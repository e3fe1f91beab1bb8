// src/relocate/retry.rs

use std::io;
use std::time::Duration;

/// Bounded exponential backoff for moves.
#[derive(Debug, Clone, Copy, PartialEq, Eq)]
pub struct RetryPolicy {
    /// Total attempts, including the first one.
    pub max_attempts: u32,
    pub initial_backoff: Duration,
    pub max_backoff: Duration,
}

impl Default for RetryPolicy {
    fn default() -> Self {
        Self {
            max_attempts: 6,
            initial_backoff: Duration::from_millis(500),
            max_backoff: Duration::from_secs(8),
        }
    }
}

impl RetryPolicy {
    /// Delay to wait after the `attempt`-th failure (1-based): the initial
    /// backoff doubled per previous failure, capped at `max_backoff`.
    pub fn delay_for(&self, attempt: u32) -> Duration {
        let exponent = attempt.saturating_sub(1).min(31);
        self.initial_backoff
            .checked_mul(1u32 << exponent)
            .unwrap_or(self.max_backoff)
            .min(self.max_backoff)
    }

    /// Sum of all delays a fully exhausted retry sequence sleeps.
    pub fn total_delay(&self) -> Duration {
        (1..self.max_attempts).map(|a| self.delay_for(a)).sum()
    }
}

/// Errors worth retrying: another process (browser, antivirus, indexer)
/// still holds the file, or the call was interrupted.
pub fn is_transient(err: &io::Error) -> bool {
    if matches!(
        err.kind(),
        io::ErrorKind::PermissionDenied
            | io::ErrorKind::WouldBlock
            | io::ErrorKind::Interrupted
            | io::ErrorKind::TimedOut
            | io::ErrorKind::ResourceBusy
    ) {
        return true;
    }

    // ERROR_SHARING_VIOLATION / ERROR_LOCK_VIOLATION
    cfg!(windows) && matches!(err.raw_os_error(), Some(32) | Some(33))
}

#[cfg(test)]
mod tests {
    use super::*;

    #[test]
    fn default_schedule_doubles_and_caps() {
        let policy = RetryPolicy::default();
        let delays: Vec<u64> = (1..policy.max_attempts)
            .map(|a| policy.delay_for(a).as_millis() as u64)
            .collect();
        assert_eq!(delays, vec![500, 1000, 2000, 4000, 8000]);
        assert_eq!(policy.delay_for(20), Duration::from_secs(8));
        assert_eq!(policy.total_delay(), Duration::from_millis(15_500));
    }

    #[test]
    fn huge_attempt_numbers_do_not_overflow() {
        let policy = RetryPolicy {
            max_attempts: u32::MAX,
            initial_backoff: Duration::from_secs(u64::MAX / 4),
            max_backoff: Duration::from_secs(u64::MAX / 2),
        };
        assert_eq!(policy.delay_for(u32::MAX), policy.max_backoff);
    }

    #[test]
    fn classifies_lock_errors_as_transient() {
        assert!(is_transient(&io::Error::from(io::ErrorKind::PermissionDenied)));
        assert!(is_transient(&io::Error::from(io::ErrorKind::Interrupted)));
        assert!(!is_transient(&io::Error::from(io::ErrorKind::NotFound)));
        assert!(!is_transient(&io::Error::from(io::ErrorKind::AlreadyExists)));
        assert!(!is_transient(&io::Error::other("disk on fire")));
    }
}
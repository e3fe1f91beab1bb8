// src/engine/state.rs

//! Run state owned exclusively by the core runtime.

use std::collections::{HashMap, VecDeque};
use std::fmt;
use std::path::{Path, PathBuf};
use std::time::Instant;

use crate::engine::RunExit;

/// Coarse lifecycle phase.
///
/// `Idle -> Watching -> (Stabilizing -> Relocating)* -> Done`, with
/// `TimedOut` and `Stopped` as the other terminal phases.
#[derive(Debug, Clone, Copy, PartialEq, Eq)]
pub enum Phase {
    Idle,
    Watching,
    Stabilizing,
    Relocating,
    Done,
    TimedOut,
    Stopped,
}

impl Phase {
    pub fn is_terminal(self) -> bool {
        matches!(self, Phase::Done | Phase::TimedOut | Phase::Stopped)
    }
}

impl fmt::Display for Phase {
    fn fmt(&self, f: &mut fmt::Formatter<'_>) -> fmt::Result {
        let s = match self {
            Phase::Idle => "idle",
            Phase::Watching => "watching",
            Phase::Stabilizing => "stabilizing",
            Phase::Relocating => "relocating",
            Phase::Done => "done",
            Phase::TimedOut => "timed-out",
            Phase::Stopped => "stopped",
        };
        f.write_str(s)
    }
}

/// A file seen in the source directory that has not been relocated yet.
#[derive(Debug, Clone, PartialEq, Eq)]
pub struct CandidateFile {
    pub path: PathBuf,
    pub first_seen: Instant,
    /// Size reported by the most recent stability check.
    pub last_len: Option<u64>,
    /// Bumped on every (re)start of stabilization; results carrying an
    /// older generation are stale.
    pub generation: u64,
    /// Stability checks run so far.
    pub checks: u32,
    /// Passed its latest stability check.
    pub stable: bool,
}

#[derive(Debug)]
pub struct RunState {
    pub(crate) started: bool,
    pub(crate) candidates: HashMap<PathBuf, CandidateFile>,
    /// Stable candidates waiting for the relocation slot, FIFO.
    pub(crate) queue: VecDeque<PathBuf>,
    pub(crate) relocating: Option<PathBuf>,
    pub(crate) next_generation: u64,
    pub(crate) relocations: u32,
    pub(crate) outcomes: u32,
    pub(crate) heartbeats: u32,
    /// The global timeout fired while a relocation was running.
    pub(crate) timeout_pending: bool,
    pub(crate) exit: Option<RunExit>,
}

impl Default for RunState {
    fn default() -> Self {
        Self::new()
    }
}

impl RunState {
    pub fn new() -> Self {
        Self {
            started: false,
            candidates: HashMap::new(),
            queue: VecDeque::new(),
            relocating: None,
            next_generation: 1,
            relocations: 0,
            outcomes: 0,
            heartbeats: 0,
            timeout_pending: false,
            exit: None,
        }
    }

    pub fn phase(&self) -> Phase {
        match self.exit {
            Some(RunExit::Relocated) => return Phase::Done,
            Some(RunExit::TimedOut) => return Phase::TimedOut,
            Some(RunExit::Shutdown) | Some(RunExit::DryRun) => return Phase::Stopped,
            None => {}
        }
        if !self.started {
            Phase::Idle
        } else if self.relocating.is_some() {
            Phase::Relocating
        } else if self.candidates.values().any(|c| !c.stable) {
            Phase::Stabilizing
        } else {
            Phase::Watching
        }
    }

    pub fn candidate(&self, path: &Path) -> Option<&CandidateFile> {
        self.candidates.get(path)
    }

    pub fn pending(&self) -> usize {
        self.candidates.len()
    }

    pub fn queued(&self) -> usize {
        self.queue.len()
    }

    pub fn relocating(&self) -> Option<&Path> {
        self.relocating.as_deref()
    }

    /// Successful (or partially successful) relocations so far.
    pub fn relocations(&self) -> u32 {
        self.relocations
    }

    /// Relocation attempts that produced any outcome.
    pub fn outcomes(&self) -> u32 {
        self.outcomes
    }

    pub fn heartbeats(&self) -> u32 {
        self.heartbeats
    }

    /// True once the timeout has fired and only the running relocation is
    /// still awaited.
    pub fn timeout_pending(&self) -> bool {
        self.timeout_pending
    }

    pub fn exit(&self) -> Option<RunExit> {
        self.exit
    }

    pub(crate) fn bump_generation(&mut self) -> u64 {
        let generation = self.next_generation;
        self.next_generation += 1;
        generation
    }
}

········

▶ **Problem**: Retype the whole listing above. Please keep it exact.

▶ **Output of the exercise**:
repository e3fe1f91beab1bb8
// src/relocate/retry.rs

use std::io;
use std::time::Duration;

/// Bounded exponential backoff for moves.
#[derive(Debug, Clone, Copy, PartialEq, Eq)]
pub struct RetryPolicy {
    /// Total attempts, including the first one.
    pub max_attempts: u32,
    pub initial_backoff: Duration,
    pub max_backoff: Duration,
}

impl Default for RetryPolicy {
    fn default() -> Self {
        Self {
            max_attempts: 6,
            initial_backoff: Duration::from_millis(500),
            max_backoff: Duration::from_secs(8),
        }
    }
}

impl RetryPolicy {
    /// Delay to wait after the `attempt`-th failure (1-based): the initial
    /// backoff doubled per previous failure, capped at `max_backoff`.
    pub fn delay_for(&self, attempt: u32) -> Duration {
        let exponent = attempt.saturating_sub(1).min(31);
        self.initial_backoff
            .checked_mul(1u32 << exponent)
            .unwrap_or(self.max_backoff)
            .min(self.max_backoff)
    }

    /// Sum of all delays a fully exhausted retry sequence sleeps.
    pub fn total_delay(&self) -> Duration {
        (1..self.max_attempts).map(|a| self.delay_for(a)).sum()
    }
}

/// Errors worth retrying: another process (browser, antivirus, indexer)
/// still holds the file, or the call was interrupted.
pub fn is_transient(err: &io::Error) -> bool {
    if matches!(
        err.kind(),
        io::ErrorKind::PermissionDenied
            | io::ErrorKind::WouldBlock
            | io::ErrorKind::Interrupted
            | io::ErrorKind::TimedOut
            | io::ErrorKind::ResourceBusy
    ) {
        return true;
    }

    // ERROR_SHARING_VIOLATION / ERROR_LOCK_VIOLATION
    cfg!(windows) && matches!(err.raw_os_error(), Some(32) | Some(33))
}

#[cfg(test)]
mod tests {
    use super::*;

    #[test]
    fn default_schedule_doubles_and_caps() {
        let policy = RetryPolicy::default();
        let delays: Vec<u64> = (1..policy.max_attempts)
            .map(|a| policy.delay_for(a).as_millis() as u64)
            .collect();
        assert_eq!(delays, vec![500, 1000, 2000, 4000, 8000]);
        assert_eq!(policy.delay_for(20), Duration::from_secs(8));
        assert_eq!(policy.total_delay(), Duration::from_millis(15_500));
    }

    #[test]
    fn huge_attempt_numbers_do_not_overflow() {
        let policy = RetryPolicy {
            max_attempts: u32::MAX,
            initial_backoff: Duration::from_secs(u64::MAX / 4),
            max_backoff: Duration::from_secs(u64::MAX / 2),
        };
        assert_eq!(policy.delay_for(u32::MAX), policy.max_backoff);
    }

    #[test]
    fn classifies_lock_errors_as_transient() {
        assert!(is_transient(&io::Error::from(io::ErrorKind::PermissionDenied)));
        assert!(is_transient(&io::Error::from(io::ErrorKind::Interrupted)));
        assert!(!is_transient(&io::Error::from(io::ErrorKind::NotFound)));
        assert!(!is_transient(&io::Error::from(io::ErrorKind::AlreadyExists)));
        assert!(!is_transient(&io::Error::other("disk on fire")));
    }
}
repository e3fe1f91beab1bb8
// src/engine/state.rs

//! Run state owned exclusively by the core runtime.

use std::collections::{HashMap, VecDeque};
use std::fmt;
use std::path::{Path, PathBuf};
use std::time::Instant;

use crate::engine::RunExit;

/// Coarse lifecycle phase.
///
/// `Idle -> Watching -> (Stabilizing -> Relocating)* -> Done`, with
/// `TimedOut` and `Stopped` as the other terminal phases.
#[derive(Debug, Clone, Copy, PartialEq, Eq)]
pub enum Phase {
    Idle,
    Watching,
    Stabilizing,
    Relocating,
    Done,
    TimedOut,
    Stopped,
}

impl Phase {
    pub fn is_terminal(self) -> bool {
        matches!(self, Phase::Done | Phase::TimedOut | Phase::Stopped)
    }
}

impl fmt::Display for Phase {
    fn fmt(&self, f: &mut fmt::Formatter<'_>) -> fmt::Result {
        let s = match self {
            Phase::Idle => "idle",
            Phase::Watching => "watching",
            Phase::Stabilizing => "stabilizing",
            Phase::Relocating => "relocating",
            Phase::Done => "done",
            Phase::TimedOut => "timed-out",
            Phase::Stopped => "stopped",
        };
        f.write_str(s)
    }
}

/// A file seen in the source directory that has not been relocated yet.
#[derive(Debug, Clone, PartialEq, Eq)]
pub struct CandidateFile {
    pub path: PathBuf,
    pub first_seen: Instant,
    /// Size reported by the most recent stability check.
    pub last_len: Option<u64>,
    /// Bumped on every (re)start of stabilization; results carrying an
    /// older generation are stale.
    pub generation: u64,
    /// Stability checks run so far.
    pub checks: u32,
    /// Passed its latest stability check.
    pub stable: bool,
}

#[derive(Debug)]
pub struct RunState {
    pub(crate) started: bool,
    pub(crate) candidates: HashMap<PathBuf, CandidateFile>,
    /// Stable candidates waiting for the relocation slot, FIFO.
    pub(crate) queue: VecDeque<PathBuf>,
    pub(crate) relocating: Option<PathBuf>,
    pub(crate) next_generation: u64,
    pub(crate) relocations: u32,
    pub(crate) outcomes: u32,
    pub(crate) heartbeats: u32,
    /// The global timeout fired while a relocation was running.
    pub(crate) timeout_pending: bool,
    pub(crate) exit: Option<RunExit>,
}

impl Default for RunState {
    fn default() -> Self {
        Self::new()
    }
}

impl RunState {
    pub fn new() -> Self {
        Self {
            started: false,
            candidates: HashMap::new(),
            queue: VecDeque::new(),
            relocating: None,
            next_generation: 1,
            relocations: 0,
            outcomes: 0,
            heartbeats: 0,
            timeout_pending: false,
            exit: None,
        }
    }

    pub fn phase(&self) -> Phase {
        match self.exit {
            Some(RunExit::Relocated) => return Phase::Done,
            Some(RunExit::TimedOut) => return Phase::TimedOut,
            Some(RunExit::Shutdown) | Some(RunExit::DryRun) => return Phase::Stopped,
            None => {}
        }
        if !self.started {
            Phase::Idle
        } else if self.relocating.is_some() {
            Phase::Relocating
        } else if self.candidates.values().any(|c| !c.stable) {
            Phase::Stabilizing
        } else {
            Phase::Watching
        }
    }

    pub fn candidate(&self, path: &Path) -> Option<&CandidateFile> {
        self.candidates.get(path)
    }

    pub fn pending(&self) -> usize {
        self.candidates.len()
    }

    pub fn queued(&self) -> usize {
        self.queue.len()
    }

    pub fn relocating(&self) -> Option<&Path> {
        self.relocating.as_deref()
    }

    /// Successful (or partially successful) relocations so far.
    pub fn relocations(&self) -> u32 {
        self.relocations
    }

    /// Relocation attempts that produced any outcome.
    pub fn outcomes(&self) -> u32 {
        self.outcomes
    }

    pub fn heartbeats(&self) -> u32 {
        self.heartbeats
    }

    /// True once the timeout has fired and only the running relocation is
    /// still awaited.
    pub fn timeout_pending(&self) -> bool {
        self.timeout_pending
    }

    pub fn exit(&self) -> Option<RunExit> {
        self.exit
    }

    pub(crate) fn bump_generation(&mut self) -> u64 {
        let generation = self.next_generation;
        self.next_generation += 1;
        generation
    }
}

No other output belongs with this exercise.